Content starts

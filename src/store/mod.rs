//! Store Module
//!
//! Key-value backends behind a single enum so the connection manager can hand
//! out one cheap, clonable handle regardless of where the data lives.
//!
//! ```text
//! StoreBackend (enum)
//!   ├── Redis(RedisStore)    <- multiplexed ConnectionManager
//!   └── Memory(MemoryStore)  <- in-process TTL table
//! ```
//!
//! Only the commands the cache layer needs are exposed: GET, SET EX, DEL,
//! INCR, EXPIRE, KEYS and PING.

mod memory;
mod redis_store;

#[cfg(test)]
mod property_tests;

pub use memory::MemoryStore;
pub use redis_store::RedisStore;

use crate::error::Result;

// == Store Backend ==
/// A connected key-value store.
#[derive(Debug, Clone)]
pub enum StoreBackend {
    Redis(RedisStore),
    Memory(MemoryStore),
}

impl StoreBackend {
    /// GET: the raw string under `key`, if present.
    pub async fn get(&self, key: &str) -> Result<Option<String>> {
        match self {
            Self::Redis(s) => s.get(key).await,
            Self::Memory(s) => s.get(key).await,
        }
    }

    /// SET with EX: overwrites `key` and resets its expiry.
    pub async fn set_ex(&self, key: &str, value: &str, ttl_seconds: u64) -> Result<()> {
        match self {
            Self::Redis(s) => s.set_ex(key, value, ttl_seconds).await,
            Self::Memory(s) => s.set_ex(key, value, ttl_seconds).await,
        }
    }

    /// DEL: removes every listed key in one batch, returns how many existed.
    pub async fn del(&self, keys: &[String]) -> Result<u64> {
        if keys.is_empty() {
            return Ok(0);
        }
        match self {
            Self::Redis(s) => s.del(keys).await,
            Self::Memory(s) => s.del(keys).await,
        }
    }

    /// INCR: creates the key at 1 when absent.
    pub async fn incr(&self, key: &str) -> Result<i64> {
        match self {
            Self::Redis(s) => s.incr(key).await,
            Self::Memory(s) => s.incr(key).await,
        }
    }

    /// EXPIRE: returns false when the key does not exist.
    pub async fn expire(&self, key: &str, seconds: u64) -> Result<bool> {
        match self {
            Self::Redis(s) => s.expire(key, seconds).await,
            Self::Memory(s) => s.expire(key, seconds).await,
        }
    }

    /// KEYS: every live key matching a glob pattern (`*`, `?`).
    pub async fn keys(&self, pattern: &str) -> Result<Vec<String>> {
        match self {
            Self::Redis(s) => s.keys(pattern).await,
            Self::Memory(s) => s.keys(pattern).await,
        }
    }

    /// PING liveness probe.
    pub async fn ping(&self) -> Result<()> {
        match self {
            Self::Redis(s) => s.ping().await,
            Self::Memory(_) => Ok(()),
        }
    }

    pub fn name(&self) -> &'static str {
        match self {
            Self::Redis(_) => "redis",
            Self::Memory(_) => "memory",
        }
    }
}

// == Glob Matching ==
/// Matches `key` against a Redis-style glob supporting `*` and `?`.
///
/// Used by the memory backend for KEYS; Redis evaluates patterns itself.
pub fn glob_match(pattern: &str, key: &str) -> bool {
    let pattern: Vec<char> = pattern.chars().collect();
    let key: Vec<char> = key.chars().collect();

    let (mut p, mut k) = (0, 0);
    // Position of the last `*` seen and the key index it was matched against
    let mut star: Option<(usize, usize)> = None;

    while k < key.len() {
        if p < pattern.len() && (pattern[p] == '?' || pattern[p] == key[k]) {
            p += 1;
            k += 1;
        } else if p < pattern.len() && pattern[p] == '*' {
            star = Some((p, k));
            p += 1;
        } else if let Some((star_p, star_k)) = star {
            // Let the last star swallow one more character and retry
            p = star_p + 1;
            k = star_k + 1;
            star = Some((star_p, star_k + 1));
        } else {
            return false;
        }
    }

    while p < pattern.len() && pattern[p] == '*' {
        p += 1;
    }
    p == pattern.len()
}

#[cfg(test)]
mod tests {
    use super::*;

    #[test]
    fn test_glob_prefix_star() {
        assert!(glob_match("shop_items:*", "shop_items:badge"));
        assert!(glob_match("shop_items:*", "shop_items:"));
        assert!(!glob_match("shop_items:*", "user_inventory:u1"));
        assert!(!glob_match("shop_items:*", "shop_item"));
    }

    #[test]
    fn test_glob_question_mark_and_inner_star() {
        assert!(glob_match("session:?", "session:a"));
        assert!(!glob_match("session:?", "session:ab"));
        assert!(glob_match("a*c*e", "abcde"));
        assert!(!glob_match("a*c*e", "abcdf"));
    }

    #[test]
    fn test_glob_exact() {
        assert!(glob_match("flash_sale:current", "flash_sale:current"));
        assert!(!glob_match("flash_sale:current", "flash_sale:next"));
    }

    #[tokio::test]
    async fn test_backend_del_empty_is_noop() {
        let store = StoreBackend::Memory(MemoryStore::new(10));
        assert_eq!(store.del(&[]).await.unwrap(), 0);
        assert_eq!(store.name(), "memory");
        assert!(store.ping().await.is_ok());
    }
}
//! Halaqah Cache - caching and rate limiting for the Halaqah learning platform
//!
//! Namespaced Redis caches for the shop, homepage and sessions, a
//! fixed-window rate limiter and the operator cache-clearing endpoint.
//! Caching is an accelerator only: an unavailable store degrades every
//! read to a miss and every write to a no-op.

pub mod api;
pub mod cache;
pub mod config;
pub mod connection;
pub mod error;
pub mod homepage;
pub mod invalidation;
pub mod models;
pub mod rate_limit;
pub mod store;
pub mod tasks;

pub use api::AppState;
pub use config::Config;
pub use connection::{ConnectionManager, ConnectionState};
pub use error::{CacheError, Result};
pub use rate_limit::{RateLimitDecision, RateLimiter};
pub use tasks::spawn_cleanup_task;
//! Memory Store Module
//!
//! In-process key-value table with per-key expiry and LRU eviction, exposing
//! the same command surface as the Redis backend.

use std::collections::{HashMap, VecDeque};
use std::sync::Arc;
use std::time::Duration;

use tokio::sync::RwLock;
use tokio::time::Instant;

use crate::error::{CacheError, Result};
use crate::store::glob_match;

// == Stored Value ==
/// A single value with its optional deadline.
#[derive(Debug, Clone)]
struct StoredValue {
    value: String,
    expires_at: Option<Instant>,
}

impl StoredValue {
    fn new(value: String, ttl_seconds: Option<u64>) -> Self {
        Self {
            value,
            expires_at: ttl_seconds.map(|ttl| Instant::now() + Duration::from_secs(ttl)),
        }
    }

    /// Expired once the deadline is reached, not after.
    fn is_expired(&self, now: Instant) -> bool {
        self.expires_at.is_some_and(|deadline| now >= deadline)
    }
}

// == Memory Table ==
#[derive(Debug)]
struct MemoryTable {
    entries: HashMap<String, StoredValue>,
    /// Front = most recently used, back = next eviction candidate
    recency: VecDeque<String>,
    max_entries: usize,
}

impl MemoryTable {
    fn touch(&mut self, key: &str) {
        self.forget(key);
        self.recency.push_front(key.to_string());
    }

    fn forget(&mut self, key: &str) {
        self.recency.retain(|k| k != key);
    }

    fn remove(&mut self, key: &str) -> bool {
        self.forget(key);
        self.entries.remove(key).is_some()
    }

    /// Returns the live entry, dropping it first if it has expired.
    fn live(&mut self, key: &str, now: Instant) -> Option<&mut StoredValue> {
        if self.entries.get(key).is_some_and(|e| e.is_expired(now)) {
            self.remove(key);
        }
        self.entries.get_mut(key)
    }

    fn insert(&mut self, key: &str, value: StoredValue) {
        if !self.entries.contains_key(key) && self.entries.len() >= self.max_entries {
            if let Some(evicted) = self.recency.pop_back() {
                self.entries.remove(&evicted);
            }
        }
        self.entries.insert(key.to_string(), value);
        self.touch(key);
    }
}

// == Memory Store ==
/// Clonable handle to a shared in-memory table.
#[derive(Debug, Clone)]
pub struct MemoryStore {
    table: Arc<RwLock<MemoryTable>>,
}

impl MemoryStore {
    /// Creates an empty store holding at most `max_entries` keys.
    pub fn new(max_entries: usize) -> Self {
        Self {
            table: Arc::new(RwLock::new(MemoryTable {
                entries: HashMap::new(),
                recency: VecDeque::new(),
                max_entries: max_entries.max(1),
            })),
        }
    }

    pub async fn get(&self, key: &str) -> Result<Option<String>> {
        let mut table = self.table.write().await;
        let value = table.live(key, Instant::now()).map(|e| e.value.clone());
        if value.is_some() {
            table.touch(key);
        }
        Ok(value)
    }

    pub async fn set_ex(&self, key: &str, value: &str, ttl_seconds: u64) -> Result<()> {
        if ttl_seconds == 0 {
            return Err(CacheError::Store(
                "invalid expire time in 'set' command".to_string(),
            ));
        }
        let mut table = self.table.write().await;
        table.insert(key, StoredValue::new(value.to_string(), Some(ttl_seconds)));
        Ok(())
    }

    pub async fn del(&self, keys: &[String]) -> Result<u64> {
        let mut table = self.table.write().await;
        let now = Instant::now();
        let mut removed = 0;
        for key in keys {
            if table.live(key, now).is_some() && table.remove(key) {
                removed += 1;
            }
        }
        Ok(removed)
    }

    /// Keeps any existing expiry; a fresh key has none, as in Redis.
    pub async fn incr(&self, key: &str) -> Result<i64> {
        let mut table = self.table.write().await;
        match table.live(key, Instant::now()) {
            Some(entry) => {
                let current: i64 = entry.value.parse().map_err(|_| {
                    CacheError::Store("value is not an integer or out of range".to_string())
                })?;
                let next = current.checked_add(1).ok_or_else(|| {
                    CacheError::Store("increment or decrement would overflow".to_string())
                })?;
                entry.value = next.to_string();
                table.touch(key);
                Ok(next)
            }
            None => {
                table.insert(key, StoredValue::new("1".to_string(), None));
                Ok(1)
            }
        }
    }

    pub async fn expire(&self, key: &str, seconds: u64) -> Result<bool> {
        let mut table = self.table.write().await;
        let now = Instant::now();
        if seconds == 0 {
            return Ok(table.live(key, now).is_some() && table.remove(key));
        }
        match table.live(key, now) {
            Some(entry) => {
                entry.expires_at = Some(now + Duration::from_secs(seconds));
                Ok(true)
            }
            None => Ok(false),
        }
    }

    pub async fn keys(&self, pattern: &str) -> Result<Vec<String>> {
        let table = self.table.read().await;
        let now = Instant::now();
        let mut keys: Vec<String> = table
            .entries
            .iter()
            .filter(|(key, entry)| !entry.is_expired(now) && glob_match(pattern, key))
            .map(|(key, _)| key.clone())
            .collect();
        keys.sort();
        Ok(keys)
    }

    // == Purge Expired ==
    /// Removes all expired entries, returning how many were dropped.
    pub async fn purge_expired(&self) -> usize {
        let mut table = self.table.write().await;
        let now = Instant::now();
        let expired: Vec<String> = table
            .entries
            .iter()
            .filter(|(_, entry)| entry.is_expired(now))
            .map(|(key, _)| key.clone())
            .collect();

        for key in &expired {
            table.remove(key);
        }
        expired.len()
    }

    /// Number of stored entries, expired ones included until purged.
    pub async fn len(&self) -> usize {
        self.table.read().await.entries.len()
    }

    pub async fn is_empty(&self) -> bool {
        self.len().await == 0
    }
}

Content ends

EXERCISE GOAL -
Scan the records above. Return every line with "most" in it.

REPLY TO THE EXERCISE -
    /// Front = most recently used, back = next eviction candidate
    /// Creates an empty store holding at most `max_entries` keys.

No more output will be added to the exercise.